Here are a few of other things worth mentioning about linear profiles.
- You won’t apply a linear profile using the Camera Raw filter inside Photoshop. I show how to install the linear profile using Photoshop’s Camera Raw filter in the installation PDF, but installation and application are two different things. The linear profile can only be applied to a RAW file during the conversion process. That means using Lightroom or Camera Raw (not the same as the Camera Raw filter). Some people have written that they can’t see their installed linear profile. That’s likely because they are trying to use it on an image in Photoshop via the Camera Raw filter. That’s not going to work. A RAW file is the only image the linear profile can be applied to. So make sure you’re working with a RAW file in Lightroom or Camera Raw when you want to apply the linear profile in your workflow. You can then open the converted image in Photoshop to finish processing it.

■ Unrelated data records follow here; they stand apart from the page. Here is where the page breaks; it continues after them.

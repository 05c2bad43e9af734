use camino::{Utf8Path, Utf8PathBuf};

use crate::error::IngestError;
use crate::layout::{TABLES_DIR, TRIMMED_PROBES_FILE};
use crate::table::{TAB, Table};

pub const PROBES_SECTION: &str = "Probes";

/// Annotation columns dropped from `Probes` tables.
pub const PROBE_DENY_LIST: [&str; 7] = [
    "Definition",
    "Ontology_Component",
    "Ontology_Process",
    "Ontology_Function",
    "Synonyms",
    "Obsolete_Probe_Id",
    "Probe_Sequence",
];

/// Removes deny-listed columns, keeping the rest in order. Deny-listed
/// names missing from the table are ignored.
pub fn prune(table: &Table) -> Table {
    let keep: Vec<usize> = table
        .columns
        .iter()
        .enumerate()
        .filter(|(_, name)| !PROBE_DENY_LIST.contains(&name.as_str()))
        .map(|(index, _)| index)
        .collect();

    Table {
        columns: keep.iter().map(|&index| table.columns[index].clone()).collect(),
        rows: table
            .rows
            .iter()
            .map(|row| keep.iter().map(|&index| row[index].clone()).collect())
            .collect(),
    }
}

/// Every `Probes.tsv` under `processed_dir`, at any depth. Matches that
/// cannot be read or are not UTF-8 go to `on_skip` instead of failing the
/// search.
pub fn find_probe_tables<F>(
    processed_dir: &Utf8Path,
    mut on_skip: F,
) -> Result<Vec<Utf8PathBuf>, IngestError>
where
    F: FnMut(String),
{
    let pattern = format!(
        "{}/**/{PROBES_SECTION}.tsv",
        glob::Pattern::escape(processed_dir.as_str())
    );
    let paths = glob::glob(&pattern).map_err(|err| IngestError::Filesystem(err.to_string()))?;
    let mut found = Vec::new();
    for entry in paths {
        let path = match entry {
            Ok(path) => path,
            Err(err) => {
                on_skip(err.to_string());
                continue;
            }
        };
        match Utf8PathBuf::from_path_buf(path) {
            Ok(path) if path.is_file() => found.push(path),
            Ok(_) => {}
            Err(path) => on_skip(format!("non-utf8 path {}", path.display())),
        }
    }
    found.sort();
    Ok(found)
}

/// Reads one `Probes.tsv`, prunes it and writes `Probes_trimmed.tsv` into
/// the mirrored per-file directory under `trimmed_dir`.
pub fn trim_probe_table(
    probes_path: &Utf8Path,
    processed_dir: &Utf8Path,
    trimmed_dir: &Utf8Path,
) -> Result<Utf8PathBuf, IngestError> {
    let mut relative = probes_path
        .parent()
        .and_then(|parent| parent.strip_prefix(processed_dir).ok())
        .ok_or_else(|| {
            IngestError::Filesystem(format!("{probes_path} is outside {processed_dir}"))
        })?;
    // `<file>/tables/Probes.tsv` trims to `<file>/Probes_trimmed.tsv`.
    if relative.file_name() == Some(TABLES_DIR) {
        relative = relative.parent().unwrap_or(relative);
    }
    let table = Table::read_delimited(probes_path, TAB, true)?;
    let output = trimmed_dir.join(relative).join(TRIMMED_PROBES_FILE);
    prune(&table).write_delimited(&output, TAB)?;
    Ok(output)
}
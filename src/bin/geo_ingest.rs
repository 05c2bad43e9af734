use std::process::ExitCode;
use std::sync::{Arc, Mutex};
use std::thread;

use camino::Utf8PathBuf;
use clap::{Args, Parser, Subcommand};
use miette::IntoDiagnostic;
use tracing_subscriber::EnvFilter;

use geo_ingest::archive::TarGzCodec;
use geo_ingest::config::{ConfigLoader, ResolvedConfig};
use geo_ingest::domain::{DatasetId, Stage};
use geo_ingest::error::IngestError;
use geo_ingest::layout::Layout;
use geo_ingest::output::{JsonOutput, OutputMode, TracingSink};
use geo_ingest::pipeline::{Pipeline, PipelineOptions, ProgressSink, RunReport, StageAction};
use geo_ingest::remote::HttpFetcher;

#[derive(Parser)]
#[command(name = "geo-ingest")]
#[command(about = "Download, unpack and tabulate GEO series supplementary archives")]
#[command(version)]
struct Cli {
    #[arg(long, global = true)]
    config: Option<String>,

    #[arg(long, global = true)]
    workspace: Option<Utf8PathBuf>,

    #[arg(long, global = true)]
    json: bool,

    #[command(subcommand)]
    command: Commands,
}

#[derive(Subcommand)]
enum Commands {
    #[command(about = "Run the pipeline for one or more datasets")]
    Run(RunArgs),
    #[command(about = "Show which stages are complete")]
    Status(StatusArgs),
    #[command(about = "Forget a stage and everything after it")]
    Reset(ResetArgs),
}

#[derive(Args)]
struct RunArgs {
    datasets: Vec<String>,

    #[arg(long, value_enum, default_value_t = Stage::Cleanup)]
    until: Stage,

    #[arg(long, default_value_t = 1)]
    jobs: usize,
}

#[derive(Args)]
struct StatusArgs {
    dataset: String,
}

#[derive(Args)]
struct ResetArgs {
    dataset: String,

    #[arg(long, value_enum)]
    from: Stage,
}

fn main() -> ExitCode {
    if let Err(report) = run() {
        eprintln!("{report:?}");
        if let Some(err) = report.downcast_ref::<IngestError>() {
            return ExitCode::from(map_exit_code(err));
        }
        return ExitCode::from(1);
    }
    ExitCode::SUCCESS
}

fn map_exit_code(error: &IngestError) -> u8 {
    match error.root_cause() {
        IngestError::InvalidDatasetId(_)
        | IngestError::InvalidStage(_)
        | IngestError::MissingConfig(_)
        | IngestError::ConfigRead(_)
        | IngestError::ConfigParse(_) => 2,
        IngestError::Transfer(_) | IngestError::TransferStatus { .. } => 3,
        IngestError::Dependency { .. } | IngestError::StageLocked { .. } => 4,
        _ => 1,
    }
}

fn run() -> miette::Result<()> {
    tracing_subscriber::fmt()
        .with_env_filter(
            EnvFilter::try_from_default_env().unwrap_or_else(|_| EnvFilter::new("info")),
        )
        .with_target(false)
        .with_writer(std::io::stderr)
        .init();

    let cli = Cli::parse();
    let output_mode = if cli.json {
        OutputMode::Json
    } else {
        OutputMode::Human
    };

    let mut config = ConfigLoader::resolve(cli.config.as_deref())?;
    if let Some(workspace) = cli.workspace {
        config.workspace = workspace;
    }

    let sink: Arc<dyn ProgressSink> = match output_mode {
        OutputMode::Json => Arc::new(JsonOutput),
        OutputMode::Human => Arc::new(TracingSink),
    };
    let fetcher = HttpFetcher::new(config.http_timeout, config.max_retries)?;
    let pipeline = Pipeline::new(
        Layout::new(config.workspace.clone()),
        fetcher,
        TarGzCodec,
        PipelineOptions::from(&config),
        sink,
    );

    match cli.command {
        Commands::Run(args) => run_datasets(args, &config, &pipeline, output_mode),
        Commands::Status(args) => {
            let id: DatasetId = args.dataset.parse()?;
            let status = pipeline.status(&id);
            match output_mode {
                OutputMode::Json => JsonOutput::print_status(&status).into_diagnostic()?,
                OutputMode::Human => {
                    println!("{}", status.dataset);
                    for stage in &status.stages {
                        let mark = if stage.complete { "done" } else { "pending" };
                        println!("  {:<9} {mark:<8} {}", stage.stage, stage.marker);
                    }
                }
            }
            Ok(())
        }
        Commands::Reset(args) => {
            let id: DatasetId = args.dataset.parse()?;
            let cleared = pipeline.reset(&id, args.from)?;
            match output_mode {
                OutputMode::Json => JsonOutput::print_json(&cleared).into_diagnostic()?,
                OutputMode::Human => {
                    if cleared.is_empty() {
                        println!("{id}: nothing to reset");
                    }
                    for stage in cleared {
                        println!("{id}: reset {stage}");
                    }
                }
            }
            Ok(())
        }
    }
}

fn run_datasets(
    args: RunArgs,
    config: &ResolvedConfig,
    pipeline: &Pipeline<HttpFetcher, TarGzCodec>,
    output_mode: OutputMode,
) -> miette::Result<()> {
    let ids = if args.datasets.is_empty() {
        config.datasets.clone()
    } else {
        args.datasets
            .iter()
            .map(|value| value.parse())
            .collect::<Result<Vec<DatasetId>, IngestError>>()?
    };
    if ids.is_empty() {
        return Err(miette::Report::msg(
            "no datasets given (pass ids or list them under \"datasets\" in the config)",
        ));
    }

    // Distinct ids touch disjoint paths, so workers need no coordination.
    let queue = Mutex::new(ids.into_iter());
    let results = Mutex::new(Vec::new());
    let workers = args.jobs.max(1);
    thread::scope(|scope| {
        for _ in 0..workers {
            scope.spawn(|| {
                loop {
                    let next = queue.lock().ok().and_then(|mut ids| ids.next());
                    let Some(id) = next else {
                        break;
                    };
                    let outcome = pipeline.execute_until(&id, args.until);
                    if let Ok(mut results) = results.lock() {
                        results.push((id, outcome));
                    }
                }
            });
        }
    });
    let mut results = results
        .into_inner()
        .map_err(|_| miette::Report::msg("worker panicked"))?;
    results.sort_by(|a, b| a.0.cmp(&b.0));

    let mut reports = Vec::new();
    let mut first_error = None;
    for (id, outcome) in results {
        match outcome {
            Ok(report) => reports.push(report),
            Err(err) => {
                tracing::error!(dataset = %id, "{err}");
                first_error.get_or_insert(err);
            }
        }
    }

    match output_mode {
        OutputMode::Json => JsonOutput::print_runs(&reports).into_diagnostic()?,
        OutputMode::Human => print_summary(&reports),
    }

    match first_error {
        Some(err) => Err(err.into()),
        None => Ok(()),
    }
}

fn print_summary(reports: &[RunReport]) {
    for report in reports {
        println!("{}", report.dataset);
        for stage in &report.stages {
            let action = match stage.action {
                StageAction::Executed => "ran",
                StageAction::Skipped => "skipped",
            };
            println!(
                "  {:<9} {action:<8} {:>7} ms  {} warnings",
                stage.stage,
                stage.elapsed_ms,
                stage.warnings.len()
            );
        }
    }
}
use std::path::PathBuf;

use miette::Diagnostic;
use thiserror::Error;

use crate::domain::{DatasetId, Stage};

#[derive(Debug, Error, Diagnostic)]
pub enum IngestError {
    #[error("invalid dataset id: {0}")]
    InvalidDatasetId(String),

    #[error("invalid stage: {0}")]
    InvalidStage(String),

    #[error("config file not found: {0}")]
    MissingConfig(PathBuf),

    #[error("failed to read config file at {0}")]
    ConfigRead(PathBuf),

    #[error("failed to parse JSON config: {0}")]
    ConfigParse(String),

    #[error("transfer failed: {0}")]
    Transfer(String),

    #[error("remote returned status {status}: {message}")]
    TransferStatus { status: u16, message: String },

    #[error("archive error: {0}")]
    Archive(String),

    #[error("filesystem error: {0}")]
    Filesystem(String),

    #[error("malformed section {section}: {message}")]
    Parse { section: String, message: String },

    #[error("{stage} for {dataset} requires {predecessor} to be complete")]
    #[diagnostic(help("run the earlier stages first, or check the workspace for removed markers"))]
    Dependency {
        dataset: DatasetId,
        stage: Stage,
        predecessor: Stage,
    },

    #[error("{stage} for {dataset} is already running (lock {lock})")]
    StageLocked {
        dataset: DatasetId,
        stage: Stage,
        lock: PathBuf,
    },

    #[error("{stage} failed for {dataset}: {source}")]
    Stage {
        dataset: DatasetId,
        stage: Stage,
        #[source]
        source: Box<IngestError>,
    },
}

impl IngestError {
    pub(crate) fn fs(context: impl std::fmt::Display, err: impl std::fmt::Display) -> Self {
        IngestError::Filesystem(format!("{context}: {err}"))
    }

    /// Innermost cause, looking through stage wrappers.
    pub fn root_cause(&self) -> &IngestError {
        match self {
            IngestError::Stage { source, .. } => source.root_cause(),
            other => other,
        }
    }
}
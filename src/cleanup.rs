use std::fs;
use std::path::{Path, PathBuf};

use serde::Serialize;

#[derive(Debug, Clone, Copy, Default, PartialEq, Eq, Serialize)]
pub struct CleanupReport {
    pub files_removed: usize,
    pub dirs_removed: usize,
}

/// Deletes decompressed `*.txt` files under `processed_dir`, then removes
/// directories that ended up empty, deepest first. `processed_dir` itself
/// is kept. Failures are skipped.
pub fn remove_intermediates(processed_dir: &Path) -> CleanupReport {
    let mut report = CleanupReport::default();
    let (files, mut dirs) = walk(processed_dir);

    for file in files {
        if file.extension().is_some_and(|ext| ext == "txt") {
            match fs::remove_file(&file) {
                Ok(()) => report.files_removed += 1,
                Err(err) => {
                    tracing::debug!(path = %file.display(), error = %err, "skip remove");
                }
            }
        }
    }

    dirs.sort_by_key(|dir| std::cmp::Reverse(dir.components().count()));
    for dir in dirs {
        let is_empty = fs::read_dir(&dir)
            .map(|mut entries| entries.next().is_none())
            .unwrap_or(false);
        if is_empty && fs::remove_dir(&dir).is_ok() {
            report.dirs_removed += 1;
        }
    }
    report
}

/// Files and directories below `root`, excluding `root`. Unreadable
/// directories are skipped.
fn walk(root: &Path) -> (Vec<PathBuf>, Vec<PathBuf>) {
    let mut files = Vec::new();
    let mut dirs = Vec::new();
    let mut stack = vec![root.to_path_buf()];
    while let Some(path) = stack.pop() {
        let Ok(entries) = fs::read_dir(&path) else {
            continue;
        };
        for entry in entries.flatten() {
            let path = entry.path();
            match entry.file_type() {
                Ok(kind) if kind.is_dir() => {
                    stack.push(path.clone());
                    dirs.push(path);
                }
                Ok(_) => files.push(path),
                Err(_) => {}
            }
        }
    }
    (files, dirs)
}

- If you already have a dedicated color-matching workflow, I’m not advocating discarding it in favor of using a linear profile. There are people who have indicated they’ve found ways to combine color-matching with linear profiles (and several more who have asked about it), but this is not an area where I have any expertise. I use linear profiles simply because they help enhance creativity in my workflow. I go with what looks right when it comes to image color and am relatively unconcerned if my choice is correct relative to the original subject. So, if you already have a workflow that properly matches output color to your satisfaction, I’d stick with it until someone publishes additional information on how to incorporate linear profiles into the color-matching process.
- No linear profiles for “monochrome” cameras. RAW files from monochrome cameras, like some Leica models, can’t be imported into the Adobe DNG Profile Editor that’s used to create the linear profile. So I’m not able to profile these monochrome-only cameras.
- Linear profiles for cameras where the sensor has been converted for infrared photography are questionable. In fact, I’m not sure if linear profiles are even possible with these converted cameras or if they’d be as effective as linear profiles for color images. Page 8 of the documentation for the Adobe DNG Editor instructions discusses infrared-modified cameras if anyone wants to experiment with this.
Triple Play Actions
Dave Kelly has a good video on using the Lights and Darks Triple Play found in TK Actions menu of the TK7 Combo and Cx modules. The Triple Play can help improve brightness, contrast, and detail in the image. It creates a set of layers on the Layers panel in Photoshop, and users then turn on the visibility of different layers to achieve the desired effect. My favorite way to use these actions is using the Darks Triple Play to enhance image details, and Dave demonstrates how to do this. The Lights Triple play is best used for enhancing brightness and contrast in the highlights. Both actions are easy to use once you understand what they do. Watch Dave’s video and I think you’ll be ready to give both a try.
Luminosity Mask Workflow
In a second video linked below, Dave presents a simple Photoshop workflow involving luminosity masks. Lights, Darks, Midtone, and Zone masks are used along with the “mask-the-mask” technique to isolate the adjustments to specific parts of the image. One thing that comes through in this video is that luminosity masks aren’t restricted to making just brightness and contrast adjustments in the image. Dave also uses them for making Hue/Saturation adjustments, and this demonstrates the flexibility of these masks. Basically, once you’ve found the right mask to target what you want to adjust in the image, you can use whichever adjustment works best to accomplish your goal. Regardless of the type of adjustment, the self-feathering nature of luminosity masks insures all adjustments through these masks blend smoothly into the image.